As we’ve noted before, Champagne Paul Déthune is one of the true ambassadors of the village of Ambonnay, which anchors Champagne’s Montagne de Reims sub-region. Pinot Noir is the dominant variety here, and Ambonnay is one of its many villages whose vineyards are designated Grand Cru (in fact, 11 of the 17 Champagne villages with a Grand Cru designation are on the Montagne de Reims). Along with its neighboring village, Bouzy, Ambonnay is known for full-bodied, darker-toned Champagnes that speak of perhaps the ripest, most structured Pinot Noir grown in Champagne.
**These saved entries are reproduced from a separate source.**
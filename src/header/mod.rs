//! On-disk LUKS headers.
//!
//! Both header versions are decoded into the same [`Metadata`] model so that
//! unsealing and reading never need to know which format they came from:
//! LUKS1's fixed slot array and single implicit segment are expressed as the
//! same keyslot/segment/digest records LUKS2 stores in its JSON area.

pub(crate) mod json;
pub(crate) mod v1;
pub(crate) mod v2;

use crate::config::LUKS_MAGIC;
use crate::crypto::{CipherSpec, HashAlgorithm, Kdf};
use crate::error::{Error, Result};
use crate::storage::{read_exact_at, BackingStore};
use log::debug;
use std::collections::BTreeMap;
use std::fmt;
use zeroize::Zeroizing;

/// LUKS header format.
#[derive(Debug, Clone, Copy, PartialEq, Eq, Hash)]
pub enum LuksVersion {
    V1,
    V2,
}

impl LuksVersion {
    /// The type tag cryptsetup uses, `LUKS1` or `LUKS2`.
    pub fn type_name(&self) -> &'static str {
        match self {
            LuksVersion::V1 => "LUKS1",
            LuksVersion::V2 => "LUKS2",
        }
    }
}

impl fmt::Display for LuksVersion {
    fn fmt(&self, f: &mut fmt::Formatter<'_>) -> fmt::Result {
        f.write_str(self.type_name())
    }
}

/// Key derivation parameters of a key slot.
#[derive(Debug, Clone, PartialEq, Eq)]
pub struct KdfParams {
    pub kdf: Kdf,
    pub salt: Vec<u8>,
}

impl KdfParams {
    /// Derive `len` bytes from `passphrase`.
    pub fn derive(&self, passphrase: &[u8], len: usize) -> Result<Zeroizing<Vec<u8>>> {
        self.kdf.derive(passphrase, &self.salt, len)
    }
}

/// Anti-forensic splitter parameters.
#[derive(Debug, Clone, Copy, PartialEq, Eq)]
pub struct AfParams {
    pub stripes: u32,
    pub hash: HashAlgorithm,
}

/// Where and how a key slot's striped key material is stored.
#[derive(Debug, Clone, PartialEq, Eq)]
pub struct KeyArea {
    /// Byte offset in the container.
    pub offset: u64,
    /// Byte size reserved for the material.
    pub size: u64,
    /// Cipher protecting the material.
    pub cipher: CipherSpec,
    /// Key size of `cipher`, i.e. the length the KDF must produce.
    pub key_size: usize,
}

/// LUKS2 key slot priority.
#[derive(Debug, Clone, Copy, PartialEq, Eq, PartialOrd, Ord)]
pub enum SlotPriority {
    /// Only used when requested explicitly.
    Ignore,
    Normal,
    /// Tried before normal slots.
    High,
}

/// An active key slot.
#[derive(Debug, Clone, PartialEq, Eq)]
pub struct KeySlot {
    pub id: usize,
    /// Size of the volume key this slot protects.
    pub key_size: usize,
    pub priority: SlotPriority,
    pub kdf: KdfParams,
    pub af: AfParams,
    pub area: KeyArea,
}

/// Size of an encrypted segment.
#[derive(Debug, Clone, Copy, PartialEq, Eq)]
pub enum SegmentSize {
    /// Extends to the end of the container.
    Dynamic,
    Fixed(u64),
}

/// An encrypted data segment.
#[derive(Debug, Clone, PartialEq, Eq)]
pub struct Segment {
    pub id: usize,
    /// Byte offset of the payload.
    pub offset: u64,
    pub size: SegmentSize,
    /// Added to every sector index before it becomes an IV.
    pub iv_tweak: u64,
    pub cipher: CipherSpec,
    pub sector_size: u32,
}

/// Links key slots to the segments their key decrypts and stores the value
/// a recovered key must reproduce.
#[derive(Debug, Clone, PartialEq, Eq)]
pub struct DigestRecord {
    pub id: usize,
    pub hash: HashAlgorithm,
    pub iterations: u32,
    pub salt: Vec<u8>,
    pub digest: Vec<u8>,
    pub keyslots: Vec<usize>,
    pub segments: Vec<usize>,
}

impl DigestRecord {
    /// Check whether `key` is the key this digest was computed from.
    pub fn verify(&self, key: &[u8]) -> Result<bool> {
        let mut computed = Zeroizing::new(vec![0u8; self.digest.len()]);
        self.hash
            .pbkdf2(key, &self.salt, self.iterations, &mut computed)?;
        Ok(constant_time_eq(&computed, &self.digest))
    }
}

fn constant_time_eq(a: &[u8], b: &[u8]) -> bool {
    a.len() == b.len() && a.iter().zip(b).fold(0u8, |acc, (x, y)| acc | (x ^ y)) == 0
}

/// Unlock metadata attached to key slots (LUKS2 only).
#[derive(Debug, Clone, PartialEq, Eq)]
pub struct Token {
    pub id: usize,
    pub token_type: String,
    /// Key slots the token unlocks.
    pub slots: Vec<usize>,
    /// The token's JSON object exactly as stored in the header.
    pub payload: String,
}

impl Token {
    /// Parse the payload into a JSON value.
    pub fn payload_json(&self) -> Result<serde_json::Value> {
        Ok(serde_json::from_str(&self.payload)?)
    }
}

/// Format-independent view of a LUKS header.
#[derive(Debug, Clone)]
pub struct Metadata {
    pub version: LuksVersion,
    pub uuid: String,
    pub label: Option<String>,
    pub subsystem: Option<String>,
    /// LUKS2 sequence id; zero for LUKS1.
    pub sequence_id: u64,
    /// Bytes before the first data segment (LUKS1) or binary+JSON size (LUKS2).
    pub header_size: u64,
    /// Active key slots by id.
    pub slots: BTreeMap<usize, KeySlot>,
    /// Tokens in ascending id order.
    pub tokens: Vec<Token>,
    pub segments: BTreeMap<usize, Segment>,
    pub digests: Vec<DigestRecord>,
}

impl Metadata {
    /// Parse whichever LUKS header `store` holds.
    pub fn read<S: BackingStore + ?Sized>(store: &S) -> Result<Self> {
        let mut prefix = [0u8; 8];
        read_exact_at(store, &mut prefix, 0, "LUKS header")?;

        if prefix[..6] != LUKS_MAGIC {
            // A LUKS2 container with a damaged primary header may still have
            // an intact secondary copy.
            debug!("no LUKS magic at offset 0, searching for a secondary LUKS2 header");
            return v2::read(store).map_err(|e| {
                debug!("no secondary LUKS2 header: {}", e);
                Error::InvalidMagic
            });
        }

        match be_u16(&prefix, 6) {
            1 => v1::read(store),
            2 => v2::read(store),
            v => Err(Error::UnsupportedVersion(v)),
        }
    }

    /// The digest record that validates keys recovered from slot `id`.
    pub fn digest_for_slot(&self, id: usize) -> Option<&DigestRecord> {
        self.digests.iter().find(|d| d.keyslots.contains(&id))
    }
}

pub(crate) fn be_u16(buf: &[u8], offset: usize) -> u16 {
    let mut b = [0u8; 2];
    b.copy_from_slice(&buf[offset..offset + 2]);
    u16::from_be_bytes(b)
}

pub(crate) fn be_u32(buf: &[u8], offset: usize) -> u32 {
    let mut b = [0u8; 4];
    b.copy_from_slice(&buf[offset..offset + 4]);
    u32::from_be_bytes(b)
}

pub(crate) fn be_u64(buf: &[u8], offset: usize) -> u64 {
    let mut b = [0u8; 8];
    b.copy_from_slice(&buf[offset..offset + 8]);
    u64::from_be_bytes(b)
}

/// Decode a fixed-width, NUL-padded string field.
pub(crate) fn fixed_str(field: &[u8], what: &str) -> Result<String> {
    let end = field.iter().position(|&b| b == 0).unwrap_or(field.len());
    std::str::from_utf8(&field[..end])
        .map(str::to_string)
        .map_err(|_| Error::Format(format!("{} is not valid UTF-8", what)))
}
Current-generation proprietors Pierre and Sophie Déthune organically farm just 7 hectares of vines in Ambonnay, embodying the spirit of the récoltant-manipulant, or ‘grower-producer’ – more and more of whom are finding enthusiastic fans in the US. And what’s not to love? It’s not so much a repudiation of big Champagne houses, who blend wines from all over Champagne, but rather an embrace of the small, the feisty, and, perhaps most important, the site-specific. Champagne has long been defined by great ‘brands,’ but these days some village names carry as much weight on a label as producer names. Ambonnay (also home to sommelier-favorite Egly-Ouriet) is one of them.
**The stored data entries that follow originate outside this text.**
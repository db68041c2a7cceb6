//! LUKS2 header: two checksummed binary headers, each followed by a copy of
//! the JSON metadata.

use crate::config::{luks2, LUKS2_SECONDARY_MAGIC, LUKS_MAGIC, SECTOR_SIZE};
use crate::crypto::{Argon2Variant, CipherSpec, HashAlgorithm, Kdf};
use crate::error::{Error, Result};
use crate::header::json::{JsonDigest, JsonKdf, JsonKeyslot, JsonSegment, JsonTokenHeader, Luks2Json};
use crate::header::{
    be_u16, be_u64, fixed_str, AfParams, DigestRecord, KdfParams, KeyArea, KeySlot, LuksVersion,
    Metadata, Segment, SegmentSize, SlotPriority, Token,
};
use crate::keyslot;
use crate::storage::{read_exact_at, BackingStore};
use base64::engine::general_purpose::STANDARD as BASE64;
use base64::Engine;
use log::{debug, warn};
use std::collections::BTreeMap;

/// One verified header copy with its JSON text.
#[derive(Debug, Clone)]
pub(crate) struct HeaderCopy {
    /// Where the copy was found.
    pub offset: u64,
    pub header_size: u64,
    pub sequence_id: u64,
    pub label: String,
    pub checksum_alg: String,
    pub uuid: String,
    pub subsystem: String,
    pub json: String,
}

impl HeaderCopy {
    /// Read and verify the copy at `offset`.
    pub fn read<S: BackingStore + ?Sized>(store: &S, offset: u64) -> Result<Self> {
        let mut bin = vec![0u8; luks2::BINARY_HEADER_SIZE];
        read_exact_at(store, &mut bin, offset, "LUKS2 binary header")?;

        let magic = if offset == 0 {
            LUKS_MAGIC
        } else {
            LUKS2_SECONDARY_MAGIC
        };
        if bin[..6] != magic {
            return Err(Error::InvalidMagic);
        }
        let version = be_u16(&bin, 6);
        if version != 2 {
            return Err(Error::UnsupportedVersion(version));
        }

        let header_size = be_u64(&bin, 8);
        if !(luks2::MIN_HEADER_SIZE..=luks2::MAX_HEADER_SIZE).contains(&header_size)
            || !header_size.is_power_of_two()
        {
            return Err(Error::Format(format!(
                "invalid LUKS2 header size {:#x}",
                header_size
            )));
        }
        let recorded_offset = be_u64(&bin, 256);
        if recorded_offset != offset {
            return Err(Error::Format(format!(
                "LUKS2 header at {:#x} claims offset {:#x}",
                offset, recorded_offset
            )));
        }

        let checksum_alg = fixed_str(&bin[72..104], "checksum algorithm")?;
        let hash = HashAlgorithm::from_name(&checksum_alg)?;

        let mut area = vec![0u8; header_size as usize];
        area[..luks2::BINARY_HEADER_SIZE].copy_from_slice(&bin);
        read_exact_at(
            store,
            &mut area[luks2::BINARY_HEADER_SIZE..],
            offset + luks2::BINARY_HEADER_SIZE as u64,
            "LUKS2 JSON area",
        )?;

        let csum_range = luks2::CHECKSUM_OFFSET..luks2::CHECKSUM_OFFSET + luks2::CHECKSUM_SIZE;
        let mut stored = [0u8; luks2::CHECKSUM_SIZE];
        stored.copy_from_slice(&area[csum_range.clone()]);
        area[csum_range].fill(0);
        let computed = hash.digest(&area);
        if computed[..] != stored[..computed.len()] {
            return Err(Error::ChecksumMismatch { offset });
        }

        let json_area = &area[luks2::BINARY_HEADER_SIZE..];
        let end = json_area
            .iter()
            .position(|&b| b == 0)
            .unwrap_or(json_area.len());
        let json = std::str::from_utf8(&json_area[..end])
            .map_err(|_| Error::Metadata("JSON area is not valid UTF-8".to_string()))?
            .to_string();

        Ok(Self {
            offset,
            header_size,
            sequence_id: be_u64(&bin, 16),
            label: fixed_str(&bin[24..72], "label")?,
            checksum_alg,
            uuid: fixed_str(&bin[168..208], "UUID")?,
            subsystem: fixed_str(&bin[208..256], "subsystem")?,
            json,
        })
    }

    /// Decode the JSON area and express it in the format-independent model.
    pub fn into_metadata(self) -> Result<Metadata> {
        let json: Luks2Json = serde_json::from_str(&self.json)?;

        let json_size = self.header_size - luks2::BINARY_HEADER_SIZE as u64;
        if json.config.json_size != json_size {
            return Err(Error::Format(format!(
                "JSON area size {} does not match header size {}",
                json.config.json_size, self.header_size
            )));
        }
        if let Some(requirements) = &json.config.requirements {
            if !requirements.mandatory.is_empty() {
                return Err(Error::Unsupported(format!(
                    "mandatory requirements: {}",
                    requirements.mandatory.join(", ")
                )));
            }
        }

        // Key slot areas live between the second header copy and the end
        // of the keyslots region.
        let areas_start = 2 * self.header_size;
        let areas_end = areas_start
            .checked_add(json.config.keyslots_size)
            .ok_or_else(|| Error::Format("keyslots region overflows".to_string()))?;

        let mut slots = BTreeMap::new();
        for (key, slot) in &json.keyslots {
            let id = parse_id(key, "keyslot")?;
            let slot = keyslot(id, slot)?;
            let end = slot.area.offset.checked_add(slot.area.size);
            if slot.area.offset < areas_start || end.map_or(true, |end| end > areas_end) {
                return Err(Error::Format(format!(
                    "keyslot {} area {:#x}+{:#x} lies outside the keyslots region {:#x}..{:#x}",
                    id, slot.area.offset, slot.area.size, areas_start, areas_end
                )));
            }
            slots.insert(id, slot);
        }

        let mut segments = BTreeMap::new();
        for (key, segment) in &json.segments {
            let id = parse_id(key, "segment")?;
            segments.insert(id, self::segment(id, segment)?);
        }

        let mut digests = json
            .digests
            .iter()
            .map(|(key, d)| digest(parse_id(key, "digest")?, d, &slots, &segments))
            .collect::<Result<Vec<_>>>()?;
        digests.sort_by_key(|d| d.id);

        let mut tokens = Vec::with_capacity(json.tokens.len());
        for (key, raw) in &json.tokens {
            let id = parse_id(key, "token")?;
            let header: JsonTokenHeader = serde_json::from_str(raw.get())?;
            let token_slots = parse_refs(&header.keyslots, "keyslot", |s| slots.contains_key(&s))?;
            tokens.push(Token {
                id,
                token_type: header.kind,
                slots: token_slots,
                payload: raw.get().to_string(),
            });
        }
        tokens.sort_by_key(|t| t.id);

        debug!(
            "LUKS2 header {} (seqid {}, {}): {} key slots, {} segments, {} tokens",
            self.uuid,
            self.sequence_id,
            self.checksum_alg,
            slots.len(),
            segments.len(),
            tokens.len()
        );

        Ok(Metadata {
            version: LuksVersion::V2,
            uuid: self.uuid,
            label: non_empty(self.label),
            subsystem: non_empty(self.subsystem),
            sequence_id: self.sequence_id,
            header_size: self.header_size,
            slots,
            tokens,
            segments,
            digests,
        })
    }
}

/// Pick the newest valid header copy.
pub(crate) fn select<S: BackingStore + ?Sized>(store: &S) -> Result<HeaderCopy> {
    let primary = HeaderCopy::read(store, 0);
    let secondary = match &primary {
        Ok(p) => HeaderCopy::read(store, p.header_size),
        Err(e) => {
            warn!("primary LUKS2 header unusable: {}", e);
            scan_secondary(store)
        }
    };

    match (primary, secondary) {
        (Ok(p), Ok(s)) => {
            if s.sequence_id > p.sequence_id {
                warn!(
                    "secondary LUKS2 header is newer (seqid {} > {}), using it",
                    s.sequence_id, p.sequence_id
                );
                Ok(s)
            } else {
                Ok(p)
            }
        }
        (Ok(p), Err(e)) => {
            warn!("secondary LUKS2 header unusable: {}", e);
            Ok(p)
        }
        (Err(_), Ok(s)) => {
            debug!("using secondary LUKS2 header at {:#x}", s.offset);
            Ok(s)
        }
        (Err(e), Err(_)) => Err(e),
    }
}

fn scan_secondary<S: BackingStore + ?Sized>(store: &S) -> Result<HeaderCopy> {
    let mut last = Error::InvalidMagic;
    for &offset in luks2::SECONDARY_OFFSETS.iter() {
        match HeaderCopy::read(store, offset) {
            Ok(copy) => return Ok(copy),
            Err(e) => {
                debug!("no secondary LUKS2 header at {:#x}: {}", offset, e);
                last = e;
            }
        }
    }
    Err(last)
}

/// Read and normalize a LUKS2 header.
pub(crate) fn read<S: BackingStore + ?Sized>(store: &S) -> Result<Metadata> {
    select(store)?.into_metadata()
}

fn keyslot(id: usize, slot: &JsonKeyslot) -> Result<KeySlot> {
    if slot.kind != "luks2" {
        return Err(Error::Unsupported(format!(
            "keyslot {} has type '{}'",
            id, slot.kind
        )));
    }

    let kdf = match &slot.kdf {
        Some(kdf) => kdf_params(id, kdf)?,
        None => return Err(Error::Format(format!("keyslot {} has no kdf", id))),
    };
    let af = match &slot.af {
        Some(af) if af.kind == "luks1" => AfParams {
            stripes: af.stripes,
            hash: HashAlgorithm::from_name(&af.hash)?,
        },
        Some(af) => {
            return Err(Error::Unsupported(format!(
                "keyslot {} uses AF type '{}'",
                id, af.kind
            )))
        }
        None => return Err(Error::Format(format!("keyslot {} has no af", id))),
    };
    if af.stripes == 0 {
        return Err(Error::Format(format!("keyslot {} has zero stripes", id)));
    }
    if slot.key_size == 0 || slot.key_size > luks2::MAX_KEY_SIZE {
        return Err(Error::Format(format!(
            "keyslot {} has invalid key size {}",
            id, slot.key_size
        )));
    }

    let area = &slot.area;
    if area.kind != "raw" {
        return Err(Error::Unsupported(format!(
            "keyslot {} uses area type '{}'",
            id, area.kind
        )));
    }
    let cipher = match &area.encryption {
        Some(spec) => CipherSpec::parse(spec)?,
        None => return Err(Error::Format(format!("keyslot {} area has no encryption", id))),
    };
    let area_key_size = area.key_size.unwrap_or(slot.key_size);
    cipher.check_key_size(area_key_size)?;
    if area.offset % SECTOR_SIZE != 0 {
        return Err(Error::Format(format!(
            "keyslot {} area offset {} is not sector aligned",
            id, area.offset
        )));
    }

    let priority = match slot.priority {
        Some(0) => SlotPriority::Ignore,
        None | Some(1) => SlotPriority::Normal,
        Some(2) => SlotPriority::High,
        Some(p) => {
            return Err(Error::Format(format!(
                "keyslot {} has invalid priority {}",
                id, p
            )))
        }
    };

    let parsed = KeySlot {
        id,
        key_size: slot.key_size,
        priority,
        kdf,
        af,
        area: KeyArea {
            offset: area.offset,
            size: area.size,
            cipher,
            key_size: area_key_size,
        },
    };
    let needed = keyslot::material_size(&parsed)?;
    if needed > area.size {
        return Err(Error::Format(format!(
            "keyslot {} needs {} bytes of key material but its area holds {}",
            id, needed, area.size
        )));
    }
    Ok(parsed)
}

fn kdf_params(id: usize, kdf: &JsonKdf) -> Result<KdfParams> {
    let missing = |field: &str| Error::Format(format!("keyslot {} kdf has no {}", id, field));

    let parsed = match kdf.kind.as_str() {
        "pbkdf2" => Kdf::Pbkdf2 {
            hash: HashAlgorithm::from_name(kdf.hash.as_deref().ok_or_else(|| missing("hash"))?)?,
            iterations: kdf.iterations.ok_or_else(|| missing("iterations"))?,
        },
        "argon2i" | "argon2id" => Kdf::Argon2 {
            variant: if kdf.kind == "argon2i" {
                Argon2Variant::Argon2i
            } else {
                Argon2Variant::Argon2id
            },
            time: kdf.time.ok_or_else(|| missing("time"))?,
            memory: kdf.memory.ok_or_else(|| missing("memory"))?,
            parallelism: kdf.cpus.ok_or_else(|| missing("cpus"))?,
        },
        other => {
            return Err(Error::Unsupported(format!(
                "keyslot {} uses KDF '{}'",
                id, other
            )))
        }
    };

    Ok(KdfParams {
        kdf: parsed,
        salt: BASE64.decode(&kdf.salt)?,
    })
}

fn segment(id: usize, segment: &JsonSegment) -> Result<Segment> {
    if segment.kind != "crypt" {
        return Err(Error::Unsupported(format!(
            "segment {} has type '{}'",
            id, segment.kind
        )));
    }
    if segment.integrity.is_some() {
        return Err(Error::Unsupported(format!(
            "segment {} is integrity protected",
            id
        )));
    }
    let cipher = match &segment.encryption {
        Some(spec) => CipherSpec::parse(spec)?,
        None => return Err(Error::Format(format!("segment {} has no encryption", id))),
    };
    let sector_size = segment.sector_size.unwrap_or(SECTOR_SIZE as u32);
    if !(512..=4096).contains(&sector_size) || !sector_size.is_power_of_two() {
        return Err(Error::Format(format!(
            "segment {} has invalid sector size {}",
            id, sector_size
        )));
    }
    if !segment.flags.is_empty() {
        debug!("segment {} flags: {}", id, segment.flags.join(", "));
    }
    if let SegmentSize::Fixed(size) = segment.size {
        if segment.offset.checked_add(size).is_none() {
            return Err(Error::Format(format!(
                "segment {} at {} with size {} overflows",
                id, segment.offset, size
            )));
        }
    }

    Ok(Segment {
        id,
        offset: segment.offset,
        size: segment.size,
        iv_tweak: segment.iv_tweak,
        cipher,
        sector_size,
    })
}

fn digest(
    id: usize,
    digest: &JsonDigest,
    slots: &BTreeMap<usize, KeySlot>,
    segments: &BTreeMap<usize, Segment>,
) -> Result<DigestRecord> {
    if digest.kind != "pbkdf2" {
        return Err(Error::Unsupported(format!(
            "digest {} has type '{}'",
            id, digest.kind
        )));
    }
    let missing = |field: &str| Error::Format(format!("digest {} has no {}", id, field));

    Ok(DigestRecord {
        id,
        hash: HashAlgorithm::from_name(digest.hash.as_deref().ok_or_else(|| missing("hash"))?)?,
        iterations: digest.iterations.ok_or_else(|| missing("iterations"))?,
        salt: BASE64.decode(&digest.salt)?,
        digest: BASE64.decode(&digest.digest)?,
        keyslots: parse_refs(&digest.keyslots, "keyslot", |s| slots.contains_key(&s))?,
        segments: parse_refs(&digest.segments, "segment", |s| segments.contains_key(&s))?,
    })
}

fn parse_id(key: &str, what: &str) -> Result<usize> {
    key.parse()
        .map_err(|_| Error::Format(format!("invalid {} id '{}'", what, key)))
}

/// Parse a list of id references, each of which must exist.
fn parse_refs(refs: &[String], what: &str, exists: impl Fn(usize) -> bool) -> Result<Vec<usize>> {
    refs.iter()
        .map(|r| {
            let id = parse_id(r, what)?;
            if exists(id) {
                Ok(id)
            } else {
                Err(Error::Format(format!("reference to missing {} {}", what, id)))
            }
        })
        .collect()
}

fn non_empty(s: String) -> Option<String> {
    if s.is_empty() {
        None
    } else {
        Some(s)
    }
}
For this non-vintage cuvée – their flagship wine, the introduction to the house style – the Déthunes blend 70% Pinot Noir with 30% Chardonnay from the limestone-rich soils of Ambonnay, and they incorporate a rather large percentage of reserve wine (from 30 to 50 percent) in the blend, lending the wine its signature depth and grip. It’s a forceful, textural, opulent style of Champagne. It’s a deep straw-gold in the glass, and it seduces with aromas of brioche dough, red fruits, crushed gravel and warm spices. On the palate it has a creaminess born not just of ripe fruit but of extended lees aging, the overall effect quite powerful, brooding. To me this isn’t an apéritif Champagne; this needs to be on the table with food, as all too few Champagnes are allowed to be. It would be a great cheese wine, a fantastic partner for richer seafoods, but really what I think about when I taste this wine is the ultimate in ‘high-low’ pairings: Fried Chicken. If you haven’t done the Champagne-and-fried-chicken thing, now is the time! Serve this well-chilled (but not *too* chilled) in regular white wine glasses (ditch the flutes here) and experience Champagne in a new way. It’s wine – treat it that way!


Champagne Paul Déthune, Grand Cru, Brut Methuselah (6-Liter)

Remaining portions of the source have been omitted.